Recorded data

+ + +

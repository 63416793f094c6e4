/// Fraction of the row searched for the starboard edge.
const SEARCH_FRACTION: f64 = 0.4;
const EDGE_WINDOW: usize = 50;
const EDGE_RATIO: f64 = 0.9;

/// Finds the first starboard index where the return begins: a nonzero
/// sample followed by a window that is more than 90% nonzero.
///
/// Only the first 40% of the row is searched and the window never reaches
/// past that limit. Returns 0 when nothing qualifies.
pub fn track_starboard_ping(samples: &[u8]) -> usize {
    let limit = (samples.len() as f64 * SEARCH_FRACTION) as usize;

    (0..limit)
        .find(|&i| {
            if samples[i] == 0 {
                return false;
            }
            let window = &samples[i..(i + EDGE_WINDOW).min(limit)];
            let lit = window.iter().filter(|&&v| v > 0).count();
            lit as f64 > window.len() as f64 * EDGE_RATIO
        })
        .unwrap_or(0)
}

#[cfg(test)]
mod tests {
    use super::*;

    #[test]
    fn test_finds_first_sustained_return() {
        let mut samples = vec![0u8; 10];
        samples.extend(vec![40u8; 90]);
        assert_eq!(track_starboard_ping(&samples), 10);
    }

    #[test]
    fn test_isolated_return_is_skipped() {
        let mut samples = vec![0u8; 100];
        samples[3] = 80;
        samples[20..].fill(30);
        assert_eq!(track_starboard_ping(&samples), 20);
    }

    #[test]
    fn test_return_beyond_search_limit_defaults_to_zero() {
        let mut samples = vec![0u8; 100];
        samples[50..].fill(30);
        assert_eq!(track_starboard_ping(&samples), 0);
        assert_eq!(track_starboard_ping(&[]), 0);
    }
}
pub mod logger;
pub mod sonar_pipeline;
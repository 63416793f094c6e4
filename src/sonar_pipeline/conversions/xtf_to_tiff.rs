use std::io::Write;
use std::path::Path;

use tracing::{info, instrument, warn};

use crate::sonar_pipeline::{
    bottom_track::{BottomTracker, TrackerConfig},
    common::error::{Result, SonarError},
    enhance,
    raster::{Raster, build_sonogram},
    slant_range::correct_with_track,
    tiff::{ConversionConfig, StandardTiffWriter, TiffWriter},
    timing::PipelineTimings,
    xtf::{SonarData, SonarReader, XtfReader},
};

pub struct XtfToTiffPipeline<R: SonarReader, W: TiffWriter> {
    reader: R,
    writer: W,
    config: ConversionConfig,
    tracker: BottomTracker,
}

impl XtfToTiffPipeline<XtfReader, StandardTiffWriter> {
    pub fn new(config: ConversionConfig) -> Self {
        Self::with_custom(XtfReader, StandardTiffWriter, config)
    }
}

impl<R: SonarReader, W: TiffWriter> XtfToTiffPipeline<R, W> {
    pub fn with_custom(reader: R, writer: W, config: ConversionConfig) -> Self {
        Self {
            reader,
            writer,
            config,
            tracker: BottomTracker::default(),
        }
    }

    pub fn with_tracker(mut self, config: TrackerConfig) -> Self {
        self.tracker = BottomTracker::new(config);
        self
    }

    fn validate_dimensions(&self, width: usize, height: usize) -> Result<()> {
        if !self.config.validate_dimensions {
            return Ok(());
        }

        if width == 0 || height == 0 {
            return Err(SonarError::InvalidDimensions(width, height));
        }

        if let Some(max) = self.config.max_dimension {
            if width > max || height > max {
                warn!("Image dimensions {}x{} exceed maximum {}", width, height, max);
                return Err(SonarError::InvalidDimensions(width, height));
            }
        }

        Ok(())
    }

    /// Produces the output image for already decoded data.
    ///
    /// Slant correction always merges both channels, so `combine_channels`
    /// only affects the uncorrected waterfall.
    pub fn render(&self, data: &SonarData, timings: &mut PipelineTimings) -> Result<Raster> {
        if data.is_empty() {
            return Err(SonarError::Empty("capture contains no sonar pings".to_string()));
        }

        let raster = if self.config.slant_correct {
            let track = timings.measure("bottom_track", || {
                self.tracker.track(&data.port, &data.starboard)
            })?;
            timings.measure("slant_range", || {
                correct_with_track(&data.port, &data.starboard, &track)
            })?
        } else {
            timings.measure("sonogram", || {
                build_sonogram(&data.port, &data.starboard, self.config.combine_channels)
            })
        };

        match self.config.gamma {
            Some(g) => timings.measure("gamma", || enhance::gamma(&raster, g)),
            None => Ok(raster),
        }
    }

    pub fn convert(&self, input_data: &[u8], output: &mut dyn Write) -> Result<()> {
        self.convert_with_timings(input_data, output).map(|_| ())
    }

    #[instrument(skip(self, input_data, output), fields(input_size = input_data.len()))]
    pub fn convert_with_timings(
        &self,
        input_data: &[u8],
        output: &mut dyn Write,
    ) -> Result<PipelineTimings> {
        let mut timings = PipelineTimings::new();
        info!("Starting XTF to TIFF conversion");

        let data = timings.measure("decode_xtf", || self.reader.read_xtf(input_data))?;
        let raster = self.render(&data, &mut timings)?;

        timings.measure("validate_dimensions", || {
            self.validate_dimensions(raster.width(), raster.height())
        })?;

        timings.measure("encode_tiff", || {
            self.writer.write_tiff(&raster, output, &self.config)
        })?;

        info!(
            width = raster.width(),
            height = raster.height(),
            pings = data.pings.len(),
            "Conversion complete"
        );
        Ok(timings)
    }

    pub fn convert_file<P: AsRef<Path>, Q: AsRef<Path>>(
        &self,
        input_path: P,
        output_path: Q,
    ) -> Result<()> {
        self.convert_file_with_timings(input_path, output_path)
            .map(|_| ())
    }

    #[instrument(skip(self, input_path, output_path))]
    pub fn convert_file_with_timings<P: AsRef<Path>, Q: AsRef<Path>>(
        &self,
        input_path: P,
        output_path: Q,
    ) -> Result<PipelineTimings> {
        let mut timings = PipelineTimings::new();
        let input_path = input_path.as_ref();
        let output_path = output_path.as_ref();

        info!(
            input = %input_path.display(),
            output = %output_path.display(),
            "Converting file"
        );

        let input_data = timings.measure("read_input_file", || {
            std::fs::read(input_path).map_err(|e| {
                SonarError::InputRead(format!("{}: {}", input_path.display(), e))
            })
        })?;

        // Encode into memory first so a failed conversion leaves no partial file.
        let mut encoded = Vec::new();
        timings.extend(self.convert_with_timings(&input_data, &mut encoded)?);

        timings.measure("write_output_file", || {
            std::fs::write(output_path, &encoded).map_err(|e| {
                SonarError::OutputWrite(format!("{}: {}", output_path.display(), e))
            })
        })?;

        Ok(timings)
    }

    pub fn config(&self) -> &ConversionConfig {
        &self.config
    }

    pub fn set_config(&mut self, config: ConversionConfig) {
        self.config = config;
    }
}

+ + +

*Task directions*
Copy every line of the records above, starting with the first, up to and including the line containing "let mut samples = vec![0u8; 10];".

*Written answer*
repository 63416793f094c6e4
/// Fraction of the row searched for the starboard edge.
const SEARCH_FRACTION: f64 = 0.4;
const EDGE_WINDOW: usize = 50;
const EDGE_RATIO: f64 = 0.9;

/// Finds the first starboard index where the return begins: a nonzero
/// sample followed by a window that is more than 90% nonzero.
///
/// Only the first 40% of the row is searched and the window never reaches
/// past that limit. Returns 0 when nothing qualifies.
pub fn track_starboard_ping(samples: &[u8]) -> usize {
    let limit = (samples.len() as f64 * SEARCH_FRACTION) as usize;

    (0..limit)
        .find(|&i| {
            if samples[i] == 0 {
                return false;
            }
            let window = &samples[i..(i + EDGE_WINDOW).min(limit)];
            let lit = window.iter().filter(|&&v| v > 0).count();
            lit as f64 > window.len() as f64 * EDGE_RATIO
        })
        .unwrap_or(0)
}

#[cfg(test)]
mod tests {
    use super::*;

    #[test]
    fn test_finds_first_sustained_return() {
        let mut samples = vec![0u8; 10];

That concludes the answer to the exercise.